▶ _Task requirements_
Copy out every line from the records that includes "crate".

Stored data:
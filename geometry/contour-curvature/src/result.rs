//! Result types for curvature estimation.

use std::fmt;

use nalgebra::Point2;

#[cfg(feature = "serde")]
use serde::{Deserialize, Serialize};

use crate::error::{ContourFailure, NumericalInstability};
use crate::overlay::CurvatureOverlay;
use crate::params::CurvatureMethod;
use crate::stats::CurvatureStatistics;

/// Where along a contour a sample was evaluated.
#[derive(Debug, Clone, Copy, PartialEq)]
#[cfg_attr(feature = "serde", derive(Serialize, Deserialize))]
pub enum SampleParameter {
    /// Index into the input point sequence (discrete method).
    Index(usize),
    /// Arc-length distance from the first retained point (polynomial method).
    ArcLength(f64),
}

impl SampleParameter {
    /// The parameter as a float, for ordering and plotting.
    #[must_use]
    #[allow(clippy::cast_precision_loss)]
    pub fn value(&self) -> f64 {
        match *self {
            Self::Index(i) => i as f64,
            Self::ArcLength(s) => s,
        }
    }
}

impl fmt::Display for SampleParameter {
    fn fmt(&self, f: &mut fmt::Formatter<'_>) -> fmt::Result {
        match self {
            Self::Index(i) => write!(f, "index {i}"),
            Self::ArcLength(s) => write!(f, "arc length {s:.4}"),
        }
    }
}

/// Integer pixel location, `row = round(y)`, `col = round(x)`.
#[derive(Debug, Clone, Copy, PartialEq, Eq, Hash, PartialOrd, Ord)]
#[cfg_attr(feature = "serde", derive(Serialize, Deserialize))]
pub struct PixelCoord {
    /// Image row.
    pub row: i64,
    /// Image column.
    pub col: i64,
}

/// Curvature evaluated at one position along a contour.
#[derive(Debug, Clone, Copy, PartialEq)]
#[cfg_attr(feature = "serde", derive(Serialize, Deserialize))]
pub struct CurvatureSample {
    /// Position of the sample. For the polynomial method this is the fitted
    /// position, not a raw input coordinate.
    pub position: Point2<f64>,
    /// Unsigned curvature magnitude.
    pub curvature: f64,
    /// Where the sample was evaluated.
    pub parameter: SampleParameter,
}

impl CurvatureSample {
    /// Position rounded to the nearest pixel, for raster overlays.
    ///
    /// This view is lossy; keep `position` for anything geometric.
    #[must_use]
    #[allow(clippy::cast_possible_truncation)]
    pub fn pixel(&self) -> PixelCoord {
        PixelCoord {
            row: self.position.y.round() as i64,
            col: self.position.x.round() as i64,
        }
    }
}

/// Curvature samples for one contour.
#[derive(Debug, Clone, Default, PartialEq)]
#[cfg_attr(feature = "serde", derive(Serialize, Deserialize))]
pub struct ContourCurvature {
    /// Position of the contour in the batch input (0 for single runs).
    pub contour_index: usize,
    /// Samples in ascending parameter order.
    pub samples: Vec<CurvatureSample>,
    /// Positions where curvature was forced to zero.
    pub instabilities: Vec<NumericalInstability>,
    /// Fit windows whose weighted design matrix lost rank and were solved
    /// by minimum-norm least squares (polynomial method only).
    #[cfg_attr(feature = "serde", serde(default))]
    pub rank_deficient_fits: usize,
}

impl ContourCurvature {
    /// Curvature values in sample order.
    #[must_use]
    pub fn curvature_values(&self) -> Vec<f64> {
        self.samples.iter().map(|s| s.curvature).collect()
    }

    /// Rounded pixel positions in sample order.
    #[must_use]
    pub fn pixels(&self) -> Vec<PixelCoord> {
        self.samples.iter().map(CurvatureSample::pixel).collect()
    }

    /// Number of samples.
    #[must_use]
    pub fn len(&self) -> usize {
        self.samples.len()
    }

    /// Check whether no positions were evaluated.
    #[must_use]
    pub fn is_empty(&self) -> bool {
        self.samples.is_empty()
    }

    /// Check whether any numerical instability was recorded.
    #[must_use]
    pub fn has_instabilities(&self) -> bool {
        !self.instabilities.is_empty()
    }

    /// Clamp every curvature to at most `max`.
    pub fn clamp_to(&mut self, max: f64) {
        for sample in &mut self.samples {
            sample.curvature = sample.curvature.min(max);
        }
    }
}

/// Aggregated results for a batch of contours (one per detected cell).
#[derive(Debug, Clone, Default)]
pub struct BatchCurvature {
    /// Method the batch was processed with.
    pub method: CurvatureMethod,
    /// Successful contours in input order.
    pub contours: Vec<ContourCurvature>,
    /// Contours that were skipped, in input order.
    pub failures: Vec<ContourFailure>,
}

impl BatchCurvature {
    /// All samples across contours, grouped by contour in input order.
    pub fn samples(&self) -> impl Iterator<Item = &CurvatureSample> {
        self.contours.iter().flat_map(|c| c.samples.iter())
    }

    /// All curvature values across contours.
    #[must_use]
    pub fn curvature_values(&self) -> Vec<f64> {
        self.samples().map(|s| s.curvature).collect()
    }

    /// Total number of samples.
    #[must_use]
    pub fn sample_count(&self) -> usize {
        self.contours.iter().map(ContourCurvature::len).sum()
    }

    /// Total number of recorded numerical instabilities.
    #[must_use]
    pub fn instability_count(&self) -> usize {
        self.contours.iter().map(|c| c.instabilities.len()).sum()
    }

    /// Total number of fit windows solved with a rank-deficient design.
    #[must_use]
    pub fn rank_deficient_count(&self) -> usize {
        self.contours.iter().map(|c| c.rank_deficient_fits).sum()
    }

    /// Check whether any contour was skipped.
    #[must_use]
    pub fn has_failures(&self) -> bool {
        !self.failures.is_empty()
    }

    /// Summary statistics over all curvature values.
    #[must_use]
    pub fn statistics(&self) -> Option<CurvatureStatistics> {
        CurvatureStatistics::from_values(&self.curvature_values())
    }

    /// Sparse pixel overlay of all samples.
    #[must_use]
    pub fn overlay(&self) -> CurvatureOverlay {
        CurvatureOverlay::from_samples(self.samples())
    }
}

impl fmt::Display for BatchCurvature {
    fn fmt(&self, f: &mut fmt::Formatter<'_>) -> fmt::Result {
        writeln!(f, "Contour Curvature ({}):", self.method)?;
        writeln!(f, "  Contours processed: {}", self.contours.len())?;
        writeln!(f, "  Contours skipped: {}", self.failures.len())?;
        writeln!(f, "  Samples: {}", self.sample_count())?;
        if self.instability_count() > 0 {
            writeln!(f, "  Unstable samples: {}", self.instability_count())?;
        }
        if self.rank_deficient_count() > 0 {
            writeln!(f, "  Rank-deficient fits: {}", self.rank_deficient_count())?;
        }
        Ok(())
    }
}

#[cfg(test)]
#[allow(clippy::unwrap_used)]
mod tests {
    use super::*;
    use crate::error::CurvatureError;
    use approx::assert_relative_eq;

    fn sample(x: f64, y: f64, curvature: f64, i: usize) -> CurvatureSample {
        CurvatureSample {
            position: Point2::new(x, y),
            curvature,
            parameter: SampleParameter::Index(i),
        }
    }

    #[test]
    fn test_pixel_rounding() {
        let s = sample(3.4, 7.6, 0.2, 0);
        assert_eq!(s.pixel(), PixelCoord { row: 8, col: 3 });
        // Unrounded position is untouched.
        assert_relative_eq!(s.position.x, 3.4);

        let s = sample(-0.6, 2.5, 0.2, 0);
        assert_eq!(s.pixel(), PixelCoord { row: 3, col: -1 });
    }

    #[test]
    fn test_parameter_value() {
        assert_relative_eq!(SampleParameter::Index(4).value(), 4.0);
        assert_relative_eq!(SampleParameter::ArcLength(2.5).value(), 2.5);
        assert_eq!(SampleParameter::ArcLength(2.5).to_string(), "arc length 2.5000");
    }

    #[test]
    fn test_clamp_to() {
        let mut contour = ContourCurvature {
            contour_index: 0,
            samples: vec![sample(0.0, 0.0, 0.5, 0), sample(1.0, 0.0, 3.0, 1)],
            ..ContourCurvature::default()
        };
        contour.clamp_to(1.0);
        assert_eq!(contour.curvature_values(), vec![0.5, 1.0]);
        assert!(!contour.has_instabilities());
    }

    #[test]
    fn test_batch_aggregation_preserves_grouping() {
        let batch = BatchCurvature {
            method: CurvatureMethod::Discrete,
            contours: vec![
                ContourCurvature {
                    contour_index: 0,
                    samples: vec![sample(0.0, 0.0, 0.1, 0), sample(1.0, 0.0, 0.2, 1)],
                    ..ContourCurvature::default()
                },
                ContourCurvature {
                    contour_index: 2,
                    samples: vec![sample(5.0, 5.0, 0.3, 0)],
                    rank_deficient_fits: 2,
                    ..ContourCurvature::default()
                },
            ],
            failures: vec![ContourFailure {
                contour_index: 1,
                error: CurvatureError::degenerate(11, 3),
            }],
        };

        assert_eq!(batch.sample_count(), 3);
        assert_eq!(batch.curvature_values(), vec![0.1, 0.2, 0.3]);
        assert!(batch.has_failures());

        let stats = batch.statistics().unwrap();
        assert_relative_eq!(stats.max, 0.3);
        assert_eq!(batch.overlay().len(), 3);

        let text = batch.to_string();
        assert!(text.contains("Contours processed: 2"));
        assert!(text.contains("Contours skipped: 1"));
        assert_eq!(batch.rank_deficient_count(), 2);
        assert!(text.contains("Rank-deficient fits: 2"));
    }
}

▶ _Reply to the exercise_
use crate::error::{ContourFailure, NumericalInstability};
use crate::overlay::CurvatureOverlay;
use crate::params::CurvatureMethod;
use crate::stats::CurvatureStatistics;
    use crate::error::CurvatureError;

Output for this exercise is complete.